Sur la base des recommandations de ce rapport, nous proposons
que la législation foncière favorise l'accès des pauvres
et des moins pauvres du Burkina à la terre et facilite les
modalités d'acquisition des droits fonciers.
1) Pour ce qui est de l'accès des pauvres à la
terre, les mesures tendant d'abord à privilégier les associations
paysannes, que nous proposions pour les couches vulnérables pourraient
s'étendre à l'ensemble des pauvres et des moins pauvres, pour les
terres destinées aux activités agricoles, pastorales et
piscicoles. En plus de résoudre le problème de l'accès
à la terre, elles pourraient insuffler une nouvelle dynamique de
développement économique en résorbant le problème
d'emploi des pauvres. Car selon des enquêtes menées par la
Direction des Etudes et Programmes du Ministère de l'Agriculture en 1988
et interprétées par Monsieur Djibril TRAORE alors Directeur
Général de l'ERPAD (Études et Réalisation de
Projets d'Aménagement et de Développement), la
propriété collective est plus créative d'emplois que la
propriété privée2.
2) La réduction des droits de mutations aura
l'avantage de permettre à une part importante de la population de
satisfaire aux conditions d'acquisition des titres de possession. Ces mesures
pourraient concerner les terres destinées à tous les usages, et
principalement celles destinées aux activités
précédemment énumérées ainsi qu'à
l'habitation et aux activités commerciales dans les zones ordinaires.

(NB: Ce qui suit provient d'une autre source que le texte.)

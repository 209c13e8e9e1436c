pub mod api;
pub mod core;
pub mod renderer;

// Re-export key types at crate root for convenience
pub use api::config::{FieldConfig, MAX_COUNT, MIN_FALL_SPEED, MIN_SWING_SPEED};
pub use api::surface::{Surface, Viewport};
pub use crate::core::field::ParticleField;
pub use crate::core::particle::Particle;
pub use crate::core::rng::{lerp, Rng};
pub use renderer::instance::{InstanceBuffer, PetalInstance};
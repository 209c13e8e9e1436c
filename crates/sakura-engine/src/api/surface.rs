//! Host boundary for drawing petals.
//!
//! The engine never touches browser globals. A host (the DOM bridge, a canvas
//! renderer, a test double) implements `Surface` and hands it to the runner.

use crate::renderer::instance::PetalInstance;

/// Visible area in px.
#[derive(Debug, Clone, Copy, PartialEq, Default)]
pub struct Viewport {
    pub width: f32,
    pub height: f32,
}

impl Viewport {
    pub fn new(width: f32, height: f32) -> Self {
        Self { width, height }
    }
}

/// Something petals can be attached to and drawn on.
///
/// Each live particle owns one `Handle`. When a particle is recycled the old
/// handle is detached and a fresh one attached in its slot.
pub trait Surface {
    /// Per-petal visual element (e.g. a DOM node).
    type Handle;
    /// Host-side failure (e.g. `JsValue` for DOM calls).
    type Error;

    /// Current viewport size.
    fn viewport(&self) -> Viewport;

    /// Create a visual element for a new petal.
    fn attach(&mut self, petal: &PetalInstance) -> Result<Self::Handle, Self::Error>;

    /// Remove a petal's visual element.
    fn detach(&mut self, handle: Self::Handle) -> Result<(), Self::Error>;

    /// Move/rotate an attached element to match the petal's state.
    fn draw(&mut self, handle: &Self::Handle, petal: &PetalInstance) -> Result<(), Self::Error>;
}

Puisque ces différents domaines sont ceux où s'investit la
majorité de la population. Pour le cas spécifique des mutations
des parcelles destinées à l'habitation dans les zones d'habitats
ordinaires ainsi que celles destinées aux activités agricoles,
pastorales et piscicoles, le droit pourrait être indexé sur la
superficie (comme la taxe
1
http://qo.worldbank.org/VYMIQ2R350
2 www.fao.com/ Archives de la FAO. «
L'Etat, la tenure communautaire et la participation populaire au Burkina Faso
»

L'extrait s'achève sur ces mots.